Troy Marshall

February 8, 2013

2 Min Read
$10,000 For A Commercial Bull?

This bull sale season has seen the highest prices ever paid for top-end bulls. It’s amazing to see commercial producers paying $10,000 and more for top-end commercial bulls. The strength of the top end of these bulls though is reflective of a changing marketplace.

Few in the past would have tried to justify a $5,000 premium for an above-average bull over an average bull, but it can happen fairly rapidly in today’s market. After all, a calving-ease bull that is used for four years and produces one more live calf per year can conservatively create $3,000 or more in value. Throw in an additional 20 lbs. of yearling weight on 100 calves and that adds another $3,000. Feed the cattle out and get a slight increase in carcass weight, percent Choice, and feed efficiency, and the numbers can quickly add up to another $5,000.

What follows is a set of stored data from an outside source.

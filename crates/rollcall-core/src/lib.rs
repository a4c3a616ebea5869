//! rollcall-core: Face detection, recognition and tracking.
//!
//! Detection and recognition run behind gateways that pick the first
//! available backend at startup; the tracker assigns short-lived track
//! identities so recognition runs once per tracked face rather than once
//! per frame.

pub mod alignment;
pub mod candidate;
pub mod detector;
pub mod recognizer;
pub mod tracker;
pub mod types;

pub use candidate::BackendCandidate;
pub use detector::{DetectorBackend, DetectorError, DetectorGateway};
pub use recognizer::{
    average_embeddings, match_identity, EmbeddingBackend, IdentityMatch, RecognizerError,
    RecognizerGateway,
};
pub use tracker::{Track, Tracker, TrackerConfig};
pub use types::{BoundingBox, Detection, Embedding, IdentityRecord};

use std::path::PathBuf;

/// Default directory holding the ONNX model files.
///
/// `$XDG_DATA_HOME/rollcall/models`, falling back to `~/.local/share/rollcall/models`.
pub fn default_model_dir() -> PathBuf {
    std::env::var("XDG_DATA_HOME")
        .map(PathBuf::from)
        .unwrap_or_else(|_| {
            let home = std::env::var("HOME").unwrap_or_else(|_| "/tmp".to_string());
            PathBuf::from(home).join(".local/share")
        })
        .join("rollcall")
        .join("models")
}
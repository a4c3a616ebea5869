//! rollcall-engine: Session attendance pipeline.
//!
//! Drives frames through detection, tracking and recognition, keeps the
//! per-session identity cache and marked set, and records each identity as
//! present at most once per session.

pub mod annotate;
pub mod cache;
pub mod config;
pub mod engine;
pub mod orchestrator;
pub mod sqlite;
pub mod store;

pub use cache::{IdentityCache, RefreshOutcome};
pub use config::PipelineConfig;
pub use engine::{decode_frame, spawn_pipeline, EngineError, FrameError, PipelineHandle};
pub use orchestrator::{FrameOutcome, PipelineWarning, PresenceEvent, SessionOrchestrator, TrackLabel};
pub use sqlite::SqliteStore;
pub use store::{AttendanceRecord, AttendanceStore, IdentityStore, SessionSummary, StoreError};
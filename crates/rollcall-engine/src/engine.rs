use crate::orchestrator::{FrameOutcome, SessionOrchestrator};
use image::RgbImage;
use thiserror::Error;
use tokio::sync::mpsc::error::TrySendError;
use tokio::sync::{mpsc, oneshot};

#[derive(Error, Debug)]
pub enum EngineError {
    #[error("pipeline queue is full; frame dropped")]
    Busy,
    #[error("pipeline thread exited")]
    ChannelClosed,
    #[error("failed to start pipeline runtime: {0}")]
    Runtime(std::io::Error),
    #[error("failed to spawn pipeline thread: {0}")]
    Spawn(std::io::Error),
}

#[derive(Error, Debug)]
pub enum FrameError {
    #[error("cannot decode frame: {0}")]
    Decode(#[from] image::ImageError),
}

/// Decode an encoded image (JPEG, PNG, ...) into an RGB frame.
pub fn decode_frame(bytes: &[u8]) -> Result<RgbImage, FrameError> {
    Ok(image::load_from_memory(bytes)?.to_rgb8())
}

/// A frame queued for the pipeline thread.
struct FrameRequest {
    frame: RgbImage,
    session_id: String,
    reply: oneshot::Sender<FrameOutcome>,
}

/// Clone-safe handle to the pipeline thread.
///
/// Frames from every clone are processed one at a time in arrival order.
#[derive(Clone)]
pub struct PipelineHandle {
    tx: mpsc::Sender<FrameRequest>,
}

impl PipelineHandle {
    /// Queue a frame, waiting for space, and wait for its outcome.
    pub async fn submit(&self, frame: RgbImage, session_id: &str) -> Result<FrameOutcome, EngineError> {
        let (reply_tx, reply_rx) = oneshot::channel();
        self.tx
            .send(FrameRequest {
                frame,
                session_id: session_id.to_string(),
                reply: reply_tx,
            })
            .await
            .map_err(|_| EngineError::ChannelClosed)?;
        reply_rx.await.map_err(|_| EngineError::ChannelClosed)
    }

    /// Queue a frame only if there is space; live sources drop the frame on `Busy`.
    pub async fn try_submit(&self, frame: RgbImage, session_id: &str) -> Result<FrameOutcome, EngineError> {
        let (reply_tx, reply_rx) = oneshot::channel();
        self.tx
            .try_send(FrameRequest {
                frame,
                session_id: session_id.to_string(),
                reply: reply_tx,
            })
            .map_err(|e| match e {
                TrySendError::Full(_) => EngineError::Busy,
                TrySendError::Closed(_) => EngineError::ChannelClosed,
            })?;
        reply_rx.await.map_err(|_| EngineError::ChannelClosed)
    }
}

/// Run `orchestrator` on a dedicated OS thread behind a bounded queue.
///
/// The thread builds its own current-thread runtime and exits once every
/// handle has been dropped.
pub fn spawn_pipeline(mut orchestrator: SessionOrchestrator, queue_depth: usize) -> Result<PipelineHandle, EngineError> {
    let (tx, mut rx) = mpsc::channel::<FrameRequest>(queue_depth.max(1));
    let (ready_tx, ready_rx) = std::sync::mpsc::channel::<std::io::Result<()>>();

    std::thread::Builder::new()
        .name("rollcall-pipeline".into())
        .spawn(move || {
            let runtime = match tokio::runtime::Builder::new_current_thread().enable_all().build() {
                Ok(runtime) => runtime,
                Err(e) => {
                    let _ = ready_tx.send(Err(e));
                    return;
                }
            };
            let _ = ready_tx.send(Ok(()));

            tracing::info!(queue_depth, "pipeline thread started");
            while let Some(req) = rx.blocking_recv() {
                let outcome = runtime.block_on(orchestrator.process(&req.frame, &req.session_id));
                // The submitter may have stopped waiting.
                let _ = req.reply.send(outcome);
            }
            tracing::info!("pipeline thread exiting");
        })
        .map_err(EngineError::Spawn)?;

    ready_rx
        .recv()
        .map_err(|_| EngineError::ChannelClosed)?
        .map_err(EngineError::Runtime)?;

    Ok(PipelineHandle { tx })
}
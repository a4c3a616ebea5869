//! Frame annotation: one box and text label per track.

use ab_glyph::FontRef;
use image::{Rgb, RgbImage};
use imageproc::drawing::{draw_filled_rect_mut, draw_hollow_rect_mut, draw_text_mut, text_size};
use imageproc::rect::Rect;
use rollcall_core::BoundingBox;
use std::sync::OnceLock;

pub const KNOWN_COLOUR: Rgb<u8> = Rgb([0, 255, 0]);
pub const UNKNOWN_COLOUR: Rgb<u8> = Rgb([255, 0, 0]);
pub const TEXT_COLOUR: Rgb<u8> = Rgb([255, 255, 255]);

const BOX_THICKNESS: i32 = 2;
const LABEL_BAR_HEIGHT: i32 = 14;
const LABEL_PAD: i32 = 4;
const LABEL_SCALE: f32 = 12.0;
// Bar width per character when the font cannot be parsed.
const FALLBACK_CHAR_WIDTH: i32 = 7;

static FONT_BYTES: &[u8] = include_bytes!("../assets/DejaVuSansMono.ttf");

fn label_font() -> Option<&'static FontRef<'static>> {
    static FONT: OnceLock<Option<FontRef<'static>>> = OnceLock::new();
    FONT.get_or_init(|| match FontRef::try_from_slice(FONT_BYTES) {
        Ok(font) => Some(font),
        Err(e) => {
            tracing::warn!(error = %e, "label font unavailable; drawing bars without text");
            None
        }
    })
    .as_ref()
}

/// Draw a 2px box around `bbox` and a filled bar above it carrying `label`.
///
/// The bar moves inside the box when there is no room above.
pub fn draw_track(canvas: &mut RgbImage, bbox: &BoundingBox, label: &str, known: bool) {
    let (w, h) = canvas.dimensions();
    let b = bbox.clamp_to(w, h);
    let (x1, y1) = (b.x1.round() as i32, b.y1.round() as i32);
    let (x2, y2) = (b.x2.round() as i32, b.y2.round() as i32);
    if x2 <= x1 || y2 <= y1 {
        return;
    }
    let colour = if known { KNOWN_COLOUR } else { UNKNOWN_COLOUR };

    for inset in 0..BOX_THICKNESS {
        let (rw, rh) = (x2 - x1 - 2 * inset, y2 - y1 - 2 * inset);
        if rw <= 0 || rh <= 0 {
            break;
        }
        draw_hollow_rect_mut(canvas, Rect::at(x1 + inset, y1 + inset).of_size(rw as u32, rh as u32), colour);
    }

    let font = label_font();
    let text_w = match font {
        Some(font) => text_size(LABEL_SCALE, font, label).0 as i32,
        None => label.chars().count() as i32 * FALLBACK_CHAR_WIDTH,
    };
    let bar_w = (text_w + 2 * LABEL_PAD).min(w as i32 - x1);
    let bar_y = if y1 >= LABEL_BAR_HEIGHT { y1 - LABEL_BAR_HEIGHT } else { y1 };
    let bar_h = LABEL_BAR_HEIGHT.min(h as i32 - bar_y);
    if bar_w <= 0 || bar_h <= 0 {
        return;
    }
    draw_filled_rect_mut(canvas, Rect::at(x1, bar_y).of_size(bar_w as u32, bar_h as u32), colour);

    if let Some(font) = font {
        draw_text_mut(canvas, TEXT_COLOUR, x1 + LABEL_PAD, bar_y + 1, LABEL_SCALE, font, label);
    }
}

#[cfg(test)]
mod tests {
    use super::*;

    /// Pixels in the given region that have been blended towards white text.
    fn text_pixels(img: &RgbImage, xs: std::ops::Range<u32>, ys: std::ops::Range<u32>) -> usize {
        ys.flat_map(|y| xs.clone().map(move |x| (x, y)))
            .filter(|&(x, y)| img.get_pixel(x, y).0[2] > 100)
            .count()
    }

    #[test]
    fn test_font_is_bundled() {
        assert!(label_font().is_some());
    }

    #[test]
    fn test_draws_box_and_bar() {
        let mut img = RgbImage::new(100, 100);
        draw_track(&mut img, &BoundingBox::new(20.0, 30.0, 60.0, 80.0), "Alice", true);

        // Outer and inner border lines.
        assert_eq!(*img.get_pixel(20, 50), KNOWN_COLOUR);
        assert_eq!(*img.get_pixel(21, 50), KNOWN_COLOUR);
        assert_eq!(*img.get_pixel(22, 50), Rgb([0, 0, 0]));
        // Label bar sits above the box, with the name written on it.
        assert_eq!(*img.get_pixel(22, 20), KNOWN_COLOUR);
        assert!(text_pixels(&img, 24..60, 16..30) > 0);
        assert_eq!(*img.get_pixel(40, 50), Rgb([0, 0, 0]));
    }

    #[test]
    fn test_longer_label_gets_wider_bar() {
        let mut short = RgbImage::new(200, 60);
        let mut long = RgbImage::new(200, 60);
        let bbox = BoundingBox::new(10.0, 20.0, 50.0, 50.0);
        draw_track(&mut short, &bbox, "Bo", true);
        draw_track(&mut long, &bbox, "Bartholomew", true);

        let bar_width = |img: &RgbImage| (0..200).filter(|&x| img.get_pixel(x, 7).0 != [0, 0, 0]).count();
        assert!(bar_width(&long) > bar_width(&short));
    }

    #[test]
    fn test_bar_moves_inside_at_top_edge() {
        let mut img = RgbImage::new(50, 50);
        draw_track(&mut img, &BoundingBox::new(5.0, 0.0, 45.0, 40.0), "Unknown", false);
        assert_eq!(*img.get_pixel(7, 5), UNKNOWN_COLOUR);
        assert!(text_pixels(&img, 9..45, 0..14) > 0);
    }

    #[test]
    fn test_degenerate_box_is_ignored() {
        let mut img = RgbImage::new(20, 20);
        draw_track(&mut img, &BoundingBox::new(30.0, 30.0, 40.0, 40.0), "x", true);
        assert!(img.pixels().all(|p| p.0 == [0, 0, 0]));
    }
}
//! SCRFD face detector via ONNX Runtime.
//!
//! Implements the SCRFD (Sample and Computation Redistribution for Efficient Face
//! Detection) model with 3-stride anchor-free decoding and NMS post-processing.

use super::{nms_default, DetectorBackend, DetectorError};
use crate::types::{BoundingBox, Detection};
use image::imageops::{self, FilterType};
use image::RgbImage;
use ndarray::Array4;
use ort::session::Session;
use ort::value::TensorRef;
use std::path::Path;

const SCRFD_INPUT_SIZE: u32 = 640;
const SCRFD_MEAN: f32 = 127.5;
const SCRFD_STD: f32 = 128.0;
const SCRFD_CONFIDENCE_THRESHOLD: f32 = 0.5;
const SCRFD_STRIDES: [usize; 3] = [8, 16, 32];
const SCRFD_ANCHORS_PER_CELL: usize = 2;

/// Metadata for mapping letterboxed coordinates back to the source frame.
#[derive(Debug, Clone, Copy)]
struct LetterboxInfo {
    scale: f32,
    pad_x: f32,
    pad_y: f32,
}

impl LetterboxInfo {
    fn unmap(&self, x: f32, y: f32) -> (f32, f32) {
        ((x - self.pad_x) / self.scale, (y - self.pad_y) / self.scale)
    }
}

/// Output tensor indices for one stride: (score_idx, bbox_idx, kps_idx).
type StrideOutputIndices = (usize, usize, usize);

/// A loaded SCRFD model. Used directly as the face-specific detector, as the
/// secondary detector behind a person model, and as the face localizer inside
/// the ArcFace recognizer.
pub struct Scrfd {
    session: Session,
    stride_indices: [StrideOutputIndices; 3],
    confidence_threshold: f32,
}

impl Scrfd {
    pub fn load(model_path: &Path) -> Result<Self, DetectorError> {
        if !model_path.exists() {
            return Err(DetectorError::ModelNotFound(model_path.display().to_string()));
        }

        let session = Session::builder()?
            .with_intra_threads(2)?
            .commit_from_file(model_path)?;

        let output_names: Vec<String> = session.outputs().iter().map(|o| o.name().to_string()).collect();

        tracing::info!(
            path = %model_path.display(),
            outputs = ?output_names,
            "loaded SCRFD model"
        );

        if output_names.len() < 9 {
            return Err(DetectorError::InferenceFailed(format!(
                "SCRFD model requires 9 outputs (3 strides × score/bbox/kps), got {}",
                output_names.len()
            )));
        }

        let stride_indices = discover_output_indices(&output_names);
        tracing::debug!(?stride_indices, "SCRFD output tensor mapping");

        Ok(Self {
            session,
            stride_indices,
            confidence_threshold: SCRFD_CONFIDENCE_THRESHOLD,
        })
    }

    /// Detect faces in an RGB frame, returning NMS-filtered detections with landmarks.
    pub fn detect(&mut self, image: &RgbImage) -> Result<Vec<Detection>, DetectorError> {
        if image.width() == 0 || image.height() == 0 {
            return Ok(Vec::new());
        }

        let (input, letterbox) = preprocess(image);
        let outputs = self.session.run(ort::inputs![TensorRef::from_array_view(input.view())?])?;

        let mut all = Vec::new();
        for (slot, &stride) in SCRFD_STRIDES.iter().enumerate() {
            let (score_idx, bbox_idx, kps_idx) = self.stride_indices[slot];

            let (_, scores) = outputs[score_idx]
                .try_extract_tensor::<f32>()
                .map_err(|e| DetectorError::InferenceFailed(format!("scores stride {stride}: {e}")))?;
            let (_, bboxes) = outputs[bbox_idx]
                .try_extract_tensor::<f32>()
                .map_err(|e| DetectorError::InferenceFailed(format!("bboxes stride {stride}: {e}")))?;
            let (_, kps) = outputs[kps_idx]
                .try_extract_tensor::<f32>()
                .map_err(|e| DetectorError::InferenceFailed(format!("kps stride {stride}: {e}")))?;

            all.extend(decode_stride(
                scores,
                bboxes,
                kps,
                stride,
                &letterbox,
                self.confidence_threshold,
            ));
        }

        Ok(nms_default(all))
    }
}

/// The specialized face-model detector backend.
pub struct ScrfdBackend {
    model: Scrfd,
}

impl ScrfdBackend {
    pub fn load(model_path: &Path) -> Result<Self, DetectorError> {
        Ok(Self {
            model: Scrfd::load(model_path)?,
        })
    }
}

impl DetectorBackend for ScrfdBackend {
    fn name(&self) -> &'static str {
        "scrfd"
    }

    fn detect(&mut self, image: &RgbImage) -> Result<Vec<Detection>, DetectorError> {
        let (w, h) = image.dimensions();
        Ok(self
            .model
            .detect(image)?
            .into_iter()
            .map(|d| Detection {
                bbox: d.bbox.clamp_to(w, h),
                ..d
            })
            .filter(|d| d.bbox.area() > 0.0)
            .collect())
    }
}

/// Letterbox the frame into a centered 640×640 NCHW tensor normalized for SCRFD.
fn preprocess(image: &RgbImage) -> (Array4<f32>, LetterboxInfo) {
    let (width, height) = image.dimensions();
    let size = SCRFD_INPUT_SIZE;
    let scale = (size as f32 / width as f32).min(size as f32 / height as f32);

    let new_w = ((width as f32 * scale).round() as u32).clamp(1, size);
    let new_h = ((height as f32 * scale).round() as u32).clamp(1, size);
    let pad_x = (size - new_w) as f32 / 2.0;
    let pad_y = (size - new_h) as f32 / 2.0;

    let resized = imageops::resize(image, new_w, new_h, FilterType::Triangle);

    // Padding stays 0.0, which is SCRFD_MEAN after normalization.
    let (off_x, off_y) = (pad_x.floor() as usize, pad_y.floor() as usize);
    let mut tensor = Array4::<f32>::zeros((1, 3, size as usize, size as usize));
    for (x, y, px) in resized.enumerate_pixels() {
        let (tx, ty) = (off_x + x as usize, off_y + y as usize);
        for c in 0..3 {
            tensor[[0, c, ty, tx]] = (px.0[c] as f32 - SCRFD_MEAN) / SCRFD_STD;
        }
    }

    (tensor, LetterboxInfo { scale, pad_x, pad_y })
}

/// Map SCRFD outputs to stride slots.
///
/// Exports either name tensors `score_8`, `bbox_16`, `kps_32`, ... or use
/// generic numeric names; the latter fall back to positional ordering
/// `[0-2] = scores, [3-5] = bboxes, [6-8] = kps`.
fn discover_output_indices(names: &[String]) -> [StrideOutputIndices; 3] {
    let find = |prefix: &str, stride: usize| -> Option<usize> {
        let target = format!("{prefix}_{stride}");
        names.iter().position(|n| n == &target)
    };

    let mut named = [(0, 0, 0); 3];
    let all_named = SCRFD_STRIDES.iter().enumerate().all(|(slot, &stride)| {
        match (find("score", stride), find("bbox", stride), find("kps", stride)) {
            (Some(s), Some(b), Some(k)) => {
                named[slot] = (s, b, k);
                true
            }
            _ => false,
        }
    });

    if all_named {
        named
    } else {
        tracing::info!(?names, "SCRFD: output names not recognized, using positional mapping");
        [(0, 3, 6), (1, 4, 7), (2, 5, 8)]
    }
}

/// Decode detections for a single stride level.
fn decode_stride(
    scores: &[f32],
    bboxes: &[f32],
    kps: &[f32],
    stride: usize,
    letterbox: &LetterboxInfo,
    threshold: f32,
) -> Vec<Detection> {
    let grid = SCRFD_INPUT_SIZE as usize / stride;
    let num_anchors = grid * grid * SCRFD_ANCHORS_PER_CELL;
    let s = stride as f32;

    let mut detections = Vec::new();
    for idx in 0..num_anchors {
        let score = scores.get(idx).copied().unwrap_or(0.0);
        if score <= threshold {
            continue;
        }

        let cell = idx / SCRFD_ANCHORS_PER_CELL;
        let anchor_x = (cell % grid) as f32 * s;
        let anchor_y = (cell / grid) as f32 * s;

        let Some(off) = bboxes.get(idx * 4..idx * 4 + 4) else {
            continue;
        };
        let (x1, y1) = letterbox.unmap(anchor_x - off[0] * s, anchor_y - off[1] * s);
        let (x2, y2) = letterbox.unmap(anchor_x + off[2] * s, anchor_y + off[3] * s);

        let landmarks = kps.get(idx * 10..idx * 10 + 10).map(|k| {
            std::array::from_fn(|i| letterbox.unmap(anchor_x + k[i * 2] * s, anchor_y + k[i * 2 + 1] * s))
        });

        detections.push(Detection {
            bbox: BoundingBox::new(x1, y1, x2, y2),
            confidence: score,
            landmarks,
        });
    }

    detections
}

Factor in all the interactions that are influenced by superior genetics from better daughters, to shorter calving intervals, to more consistency, uniformity, more longevity and longer productive lives, and the value increase seems almost incalculable. Those numbers don’t even calculate price advantages associated with better genetics.

Breaking It Down: How Much Is A Good Bull Worth?

It’s true that the system doesn’t discount poor genetics enough, or reward superior genetics enough, but even in today’s tight supply situation, we’re seeing price differentials grow. As one producer remarked, “My cattle used to add $30/head in value and I got paid $15/head more. Today those cattle are adding $180 in value, and I’m being paid $50/head for that value. Are we gaining ground or losing ground?”

One thing that is for certain is that producers understand the value differences that are associated with superior genetics. Thus, they’re looking to position their operation for what promises to be a very lucrative time for the industry, and they are investing heavily in securing that future. Reading the sale averages is somewhat misleading, as prices for bulls are up on average, but above breed average bulls are up significantly, while average to below breed average bulls are actually down.